Homelessness has recently become a real issue in my local community in Finsbury Park in north London. Despite the virtual absence of rough sleeping a few years ago, there are now numerous, perhaps dozens of people sleeping outdoors down alleyways, under railway bridges and in camping tents in the park, all within a short walk from where I live.
Concerned about this, as part of my involvement in a local charity, I chaired a community meeting where we discussed the causes of this unfortunate situation and what could be done to improve it.
We were told by social workers and the police who attended the meeting that steps were being taken to find accommodation for the rough sleepers, but that in the mean time, we were not to pay any attention or give any money to them, as the money would only be used to finance their drug addictions.
For one attendee of the meeting, this suggestion was ill-advised. A well-dressed, highly articulate man – I presumed he was a doctor, or a lawyer – stood up and gave a rousing speech in which he protested that while indeed some had their drugs usage to blame for their homelessness, many rough sleepers arrived at their situation through no fault of their own – for many it was down to really tragic circumstances. If you were to sit down with them and hear their story, you’d discover that they were more than deserving of a few spare coins.
The man, much to the annoyance of the stony-faced social workers, had by this point won over hearts and minds in the room. He then revealed that up until recently he had in fact been homeless himself, but that he had now been able to find accommodation, had finally started receiving benefits and was beginning to put his life back together.
After a bit of persuasion we were able to co-opt him to the board of our local charity, and he is now working hard helping us with our mission to improve lives in our community.
I mention this perhaps not exceedingly exciting story, because to me it represented a turning point in the way I looked at homelessness in my local area. If there were someone as bright and talented as this guy (dare I say, as an Oxford student, that I felt rather intellectually intimidated by him?), then just think how many more people there are of his ilk: gifted, energetic people whose talents could take them so far if only they had been given a decent start in life.

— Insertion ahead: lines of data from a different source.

#[cfg(test)]
mod tests {
    use std::cell::RefCell;

    use super::*;
    use crate::grammar::GenericGrammar;
    use crate::record::{ColumnInfo, FieldError, FieldKind};
    use crate::value::SqlValue;

    #[derive(Default)]
    struct Recorder {
        statements: RefCell<Vec<String>>,
        rows: Vec<Row>,
    }

    impl Connection for Recorder {
        fn grammar(&self) -> &dyn Grammar {
            &GenericGrammar
        }

        fn execute(&self, sql: &str) -> Result<()> {
            self.statements.borrow_mut().push(String::from(sql));
            Ok(())
        }

        fn fetch(&self, sql: &str) -> Result<Vec<Row>> {
            self.statements.borrow_mut().push(String::from(sql));
            Ok(self.rows.clone())
        }

        fn last_insert_rowid(&self) -> Result<i64> {
            Ok(0)
        }
    }

    fn query<'c>(conn: &'c Recorder, table: &str) -> Query<'c> {
        Query::new(conn, table)
    }

    #[test]
    fn test_end_to_end_select() {
        let conn = Recorder::default();
        let sql = query(&conn, "user")
            .select(&["id", "name"])
            .where_("age", ">", 18)
            .order_by_desc("id")
            .limit(10)
            .to_sql()
            .unwrap();
        assert_eq!(
            sql,
            "select `id`, `name` from `user` where `age` > '18' order by `id` desc limit 10"
        );
    }

    #[test]
    fn test_select_all_segments() {
        let conn = Recorder::default();
        let sql = query(&conn, "user")
            .distinct()
            .select(&["user.city"])
            .select_raw("count(*)", Some("total"))
            .left_join("event", "user.id", "event.user_id")
            .where_not_null("user.city")
            .group_by(&["user.city"])
            .having_raw("count(*) > 1")
            .order_by_raw_desc("count(*)")
            .limit(5)
            .offset(10)
            .to_sql()
            .unwrap();
        assert_eq!(
            sql,
            "select distinct `user`.`city`, (count(*)) as `total` from `user` \
             left join `event` on `user`.`id` = `event`.`user_id` \
             where `user`.`city` is not null group by `user`.`city` \
             having count(*) > 1 order by count(*) desc limit 5 offset 10"
        );
    }

    #[test]
    fn test_default_select_star() {
        let conn = Recorder::default();
        assert_eq!(query(&conn, "user").to_sql().unwrap(), "select * from `user`");
    }

    #[test]
    fn test_where_logic_chain() {
        let conn = Recorder::default();
        let sql = query(&conn, "user")
            .where_eq("a", 1)
            .or_where_eq("b", 2)
            .where_in("c", [3, 4])
            .or_where_not_in("d", vec!["x"])
            .or_where_null("e")
            .where_raw("f > 0")
            .to_sql()
            .unwrap();
        assert_eq!(
            sql,
            "select * from `user` where `a` = '1' or `b` = '2' and `c` in ('3', '4') \
             or `d` not in ('x') or `e` is null and f > 0"
        );
    }

    #[test]
    fn test_null_value_is_rewritten() {
        let conn = Recorder::default();
        let sql = query(&conn, "user")
            .where_eq("deleted_at", SqlValue::Null)
            .where_("banned_at", "!=", None::<i64>)
            .to_sql()
            .unwrap();
        assert_eq!(
            sql,
            "select * from `user` where `deleted_at` is null and `banned_at` is not null"
        );
    }

    #[test]
    fn test_null_with_ordering_operator_fails() {
        let conn = Recorder::default();
        let err = query(&conn, "user")
            .where_("age", ">", SqlValue::Null)
            .fetch_rows()
            .unwrap_err();
        assert!(matches!(err, QueryError::NullComparison { .. }));
    }

    #[test]
    fn test_invalid_operator_is_kept_until_terminal() {
        let conn = Recorder::default();
        let q = query(&conn, "user")
            .where_("age", "=>", 3)
            .where_("age", "~", 4)
            .where_eq("name", "ok");
        let err = q.to_sql().unwrap_err();
        assert!(matches!(err, QueryError::InvalidOperator(ref op) if op == "=>"));
        assert!(q.delete().is_err());
        assert!(conn.statements.borrow().is_empty());
    }

    #[test]
    fn test_operator_is_trimmed_and_case_insensitive() {
        let conn = Recorder::default();
        let sql = query(&conn, "user")
            .where_(" name ", " LIKE ", "a%")
            .to_sql()
            .unwrap();
        assert_eq!(sql, "select * from `user` where `name` LIKE 'a%'");
    }

    #[test]
    fn test_scalar_in_is_rejected() {
        let conn = Recorder::default();
        let err = query(&conn, "user").where_("id", "in", 3).to_sql().unwrap_err();
        assert!(matches!(err, QueryError::InvalidOperand { .. }));
    }

    #[test]
    fn test_join_with_validates_expressions() {
        let conn = Recorder::default();
        let err = query(&conn, "user")
            .join_with("event", |on| on.where_("event.at", "<", SqlValue::Null))
            .to_sql()
            .unwrap_err();
        assert!(matches!(err, QueryError::NullComparison { .. }));

        let sql = query(&conn, "user")
            .right_join_with("event", |on| on.on("event.kind", "login").or_where_eq("event.at", None::<i64>))
            .to_sql()
            .unwrap();
        assert_eq!(
            sql,
            "select * from `user` right join `event` on `event`.`kind` = 'login' or `event`.`at` is null"
        );
    }

    #[test]
    fn test_single_join_rejects_bad_operator() {
        let conn = Recorder::default();
        let err = query(&conn, "user")
            .join_on("event", "user.id", "==", "event.user_id")
            .to_sql()
            .unwrap_err();
        assert!(matches!(err, QueryError::InvalidOperator(_)));
    }

    #[test]
    fn test_insert() {
        let conn = Recorder::default();
        let q = query(&conn, "user");
        q.insert(&Params::new().with("name", "Ann").with("active", false))
            .unwrap();
        assert_eq!(
            conn.statements.borrow()[0],
            "insert into `user` (`name`, `active`) values ('Ann', '0')"
        );
        let err = q.insert(&Params::new()).unwrap_err();
        assert!(matches!(err, QueryError::EmptyInsert(ref t) if t == "user"));
    }

    #[test]
    fn test_update_strict_mode() {
        let conn = Recorder::default();
        let params = Params::new().with("name", "Bob");

        let err = query(&conn, "user").update(&params).unwrap_err();
        assert!(matches!(err, QueryError::UnconditionalUpdate(_)));
        assert!(conn.statements.borrow().is_empty());

        query(&conn, "user").strict(false).update(&params).unwrap();
        query(&conn, "user").where_eq("id", 7).update(&params).unwrap();
        let statements = conn.statements.borrow();
        assert_eq!(statements[0], "update `user` set `name` = 'Bob'");
        assert_eq!(statements[1], "update `user` set `name` = 'Bob' where `id` = '7'");
    }

    #[test]
    fn test_update_requires_params() {
        let conn = Recorder::default();
        let err = query(&conn, "user")
            .where_eq("id", 1)
            .update(&Params::new())
            .unwrap_err();
        assert!(matches!(err, QueryError::EmptyUpdate(_)));
    }

    #[test]
    fn test_delete() {
        let conn = Recorder::default();
        query(&conn, "user").where_in("id", [1, 2]).delete().unwrap();
        query(&conn, "user").delete().unwrap();
        let statements = conn.statements.borrow();
        assert_eq!(statements[0], "delete from `user` where `id` in ('1', '2')");
        assert_eq!(statements[1], "delete from `user`");
    }

    #[derive(Debug, Default)]
    struct Id {
        id: i64,
    }

    impl Record for Id {
        fn columns() -> &'static [ColumnInfo] {
            const COLUMNS: &[ColumnInfo] = &[ColumnInfo {
                name: "id",
                field: "id",
                kind: FieldKind::Long,
                table_column: true,
            }];
            COLUMNS
        }

        fn value(&self, column: &str) -> Option<SqlValue> {
            (column == "id").then(|| SqlValue::Int(self.id))
        }

        fn set_value(&mut self, column: &str, value: SqlValue) -> std::result::Result<(), FieldError> {
            match (column, value) {
                ("id", SqlValue::Int(id)) => {
                    self.id = id;
                    Ok(())
                }
                (column, _) => Err(FieldError::UnknownColumn(String::from(column))),
            }
        }
    }

    #[test]
    fn test_first_forces_limit_one() {
        let conn = Recorder {
            rows: vec![
                Row::from_pairs([("id", SqlValue::Int(4))]),
                Row::from_pairs([("id", SqlValue::Int(5))]),
            ],
            ..Recorder::default()
        };
        let found = Query::<Id>::new(&conn, "user")
            .where_eq("id", 4)
            .limit(50)
            .first()
            .unwrap();
        assert_eq!(found.map(|r| r.id), Some(4));
        assert_eq!(
            conn.statements.borrow()[0],
            "select * from `user` where `id` = '4' limit 1"
        );
    }

    #[test]
    fn test_get_materializes_rows() {
        let conn = Recorder {
            rows: vec![
                Row::from_pairs([("id", SqlValue::Int(1))]),
                Row::from_pairs([("id", SqlValue::Int(2))]),
            ],
            ..Recorder::default()
        };
        let ids: Vec<i64> = Query::<Id>::new(&conn, "user")
            .get()
            .unwrap()
            .into_iter()
            .map(|r| r.id)
            .collect();
        assert_eq!(ids, vec![1, 2]);
    }

    #[test]
    fn test_clauses_accumulate_on_reuse() {
        let conn = Recorder::default();
        let q = query(&conn, "user").where_eq("a", 1);
        let first = q.to_sql().unwrap();
        let q = q.where_eq("b", 2);
        assert_ne!(first, q.to_sql().unwrap());
        assert!(q.to_sql().unwrap().ends_with("where `a` = '1' and `b` = '2'"));
    }
}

I really am now prepared to sit down and talk to a rough sleeper, and do what I can to give them hope that they have a future beyond pleading for money in the street.
My local area, however, is by no means exceptional. Government estimates suggest that in the past five years, the number of people sleeping rough on the streets each night has doubled from two thousand in 2011 to four thousand in 2016. And, if the expertise of charities like Crisis is to be believed, these figures are only set to rise even further in the years to come.
But it’s easy to concentrate only on rough sleeping. This is the visible side of homelessness. But looking at this alone would be to neglect the fact that rough sleeping numbers are small in comparison to – again according to government statistics – the staggering figure that 120,000 children are living in temporary accommodation (hostels, refuges, B&Bs and hotels).
Crisis suggests that two thirds of a million people are living in overcrowded accommodation – i.e. in houses that were designed to accommodate only a fraction of the number of people who currently live in them.
Just in case you don’t think you’re lucky to be where you are right now, perhaps these figures will be a sobering reminder that you really are much more than lucky.
I don’t want to add another opinion to the debate on how to tackle homelessness in our country. There are already so many voices out there, most of which recognise the severity of the situation. But I do want to bring to the fore the humanity of the situation and challenge some peoples’ stereotypical, and incorrect, view of the homeless.